• What this task involves
Using only the records, tally the lines with "listen" in them and state that total by itself.

--- START ---

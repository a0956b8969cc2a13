pub mod error;

/// Shortest text that parses back to exactly `value`, without an exponent.
///
/// `21.5` becomes `"21.5"` and `9.0` becomes `"9"`.
pub fn format_float(value: f64) -> String {
	value.to_string()
}
use std::{future::Future, time::Duration};

use tokio::time::sleep;
use tracing::debug;

/// Fixed backoff used while waiting for a backend to become reachable.
///
/// The first attempt runs immediately, then one more attempt follows each
/// delay in order.
#[derive(Debug, Clone, PartialEq, Eq)]
pub struct ConnectRetry {
	delays: Vec<Duration>,
}

impl Default for ConnectRetry {
	fn default() -> Self {
		Self::new([1, 3, 5].map(Duration::from_secs))
	}
}

impl ConnectRetry {
	pub fn new(delays: impl IntoIterator<Item = Duration>) -> Self {
		Self {
			delays: delays.into_iter().collect(),
		}
	}

	/// Retries are disabled, only the immediate attempt runs
	pub fn none() -> Self {
		Self::new([])
	}

	pub fn delays(&self) -> &[Duration] {
		&self.delays
	}

	pub fn attempts(&self) -> usize {
		self.delays.len() + 1
	}

	/// Runs `attempt` until it succeeds or the schedule is exhausted, in which
	/// case the last error is returned.
	pub async fn run<T, E, Fut>(&self, mut attempt: impl FnMut() -> Fut) -> Result<T, E>
	where
		Fut: Future<Output = Result<T, E>>,
		E: std::fmt::Display,
	{
		let mut res = attempt().await;

		for (retry, delay) in self.delays.iter().enumerate() {
			let Err(e) = &res else {
				break;
			};

			debug!(
				attempt = retry + 1,
				sleep_secs = delay.as_secs_f64(),
				"Backend unreachable, retrying: {e}"
			);

			sleep(*delay).await;
			res = attempt().await;
		}

		res
	}
}
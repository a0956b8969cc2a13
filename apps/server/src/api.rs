use std::sync::Arc;

use axum::{
	extract::{rejection::JsonRejection, Path, State},
	http::StatusCode,
	response::{IntoResponse, Response},
	routing::{get, post},
	Json, Router,
};
use mc_store::{reconcile, Error, MetricItem, MetricKind, MetricValue, Snapshot, SyncedStore};
use serde::Deserialize;
use thiserror::Error;
use tracing::{debug, error};

type Store = State<Arc<SyncedStore>>;

#[derive(Debug, Error)]
pub enum ApiError {
	#[error(transparent)]
	Store(#[from] Error),
	#[error("malformed request body: {0}")]
	Body(String),
}

impl From<JsonRejection> for ApiError {
	fn from(rejection: JsonRejection) -> Self {
		Self::Body(rejection.body_text())
	}
}

impl IntoResponse for ApiError {
	fn into_response(self) -> Response {
		let status = match &self {
			Self::Body(_) => StatusCode::BAD_REQUEST,
			Self::Store(e) if e.is_client_error() => StatusCode::BAD_REQUEST,
			Self::Store(Error::NotFound { .. }) => StatusCode::NOT_FOUND,
			Self::Store(e) => {
				error!("Metric store failure: {e:#}");
				StatusCode::INTERNAL_SERVER_ERROR
			}
		};

		(status, self.to_string()).into_response()
	}
}

/// Body of `POST /value/`
#[derive(Debug, Deserialize)]
struct MetricQuery {
	id: String,
	#[serde(rename = "type")]
	kind: String,
}

pub fn router(store: Arc<SyncedStore>) -> Router {
	Router::new()
		.route("/", get(list_metrics))
		.route("/ping", get(ping))
		.route("/update/:kind/:name/:value", post(update_from_path))
		.route("/value/:kind/:name", get(value_from_path))
		.route("/update/", post(update_from_json))
		.route("/value/", post(value_from_json))
		.route("/updates/", post(update_batch))
		.with_state(store)
}

async fn list_metrics(State(store): Store) -> Result<Json<Snapshot>, ApiError> {
	Ok(Json(store.get_all().await?))
}

async fn ping(State(store): Store) -> Result<&'static str, ApiError> {
	store.ping().await?;
	Ok("OK")
}

async fn update_from_path(
	State(store): Store,
	Path((kind, name, value)): Path<(String, String, String)>,
) -> Result<&'static str, ApiError> {
	store.update(&kind, &name, &value).await?;
	Ok("updated")
}

async fn value_from_path(
	State(store): Store,
	Path((kind, name)): Path<(String, String)>,
) -> Result<String, ApiError> {
	Ok(store.get(&kind, &name).await?)
}

async fn update_from_json(
	State(store): Store,
	payload: Result<Json<MetricItem>, JsonRejection>,
) -> Result<Json<MetricItem>, ApiError> {
	let Json(item) = payload?;
	let value = item.to_value()?;

	debug!(id = %item.id, kind = %item.kind, %value, "Updating metric");

	store.update(&item.kind, &item.id, &value.to_string()).await?;

	Ok(Json(item))
}

async fn value_from_json(
	State(store): Store,
	payload: Result<Json<MetricQuery>, JsonRejection>,
) -> Result<Json<MetricItem>, ApiError> {
	let Json(query) = payload?;
	let kind = MetricKind::parse(&query.kind)?;

	let text = store.get(kind.as_ref(), &query.id).await?;

	Ok(Json(MetricItem::from_value(
		query.id,
		MetricValue::parse(kind, &text)?,
	)))
}

async fn update_batch(
	State(store): Store,
	payload: Result<Json<Vec<MetricItem>>, JsonRejection>,
) -> Result<&'static str, ApiError> {
	let Json(items) = payload?;
	let batch = reconcile(&items)?;

	debug!(
		items = items.len(),
		counters = batch.counters.len(),
		gauges = batch.gauges.len(),
		"Applying batch"
	);

	store.update_all(&batch).await?;

	Ok("updated")
}
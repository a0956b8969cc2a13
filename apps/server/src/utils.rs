use tokio::signal;
use tracing::{error, info};

/// Resolves on Ctrl-C, or SIGTERM on unix
pub async fn shutdown_signal() {
	let ctrl_c = async {
		if let Err(e) = signal::ctrl_c().await {
			error!("Failed to listen for Ctrl-C: {e:#}");
			std::future::pending::<()>().await;
		}
	};

	#[cfg(unix)]
	let terminate = async {
		match signal::unix::signal(signal::unix::SignalKind::terminate()) {
			Ok(mut sigterm) => {
				sigterm.recv().await;
			}
			Err(e) => {
				error!("Failed to listen for SIGTERM: {e:#}");
				std::future::pending::<()>().await;
			}
		}
	};

	#[cfg(not(unix))]
	let terminate = std::future::pending::<()>();

	tokio::select! {
		() = ctrl_c => {},
		() = terminate => {},
	}

	info!("Shutdown signal received");
}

--- END ---

• Solution below
2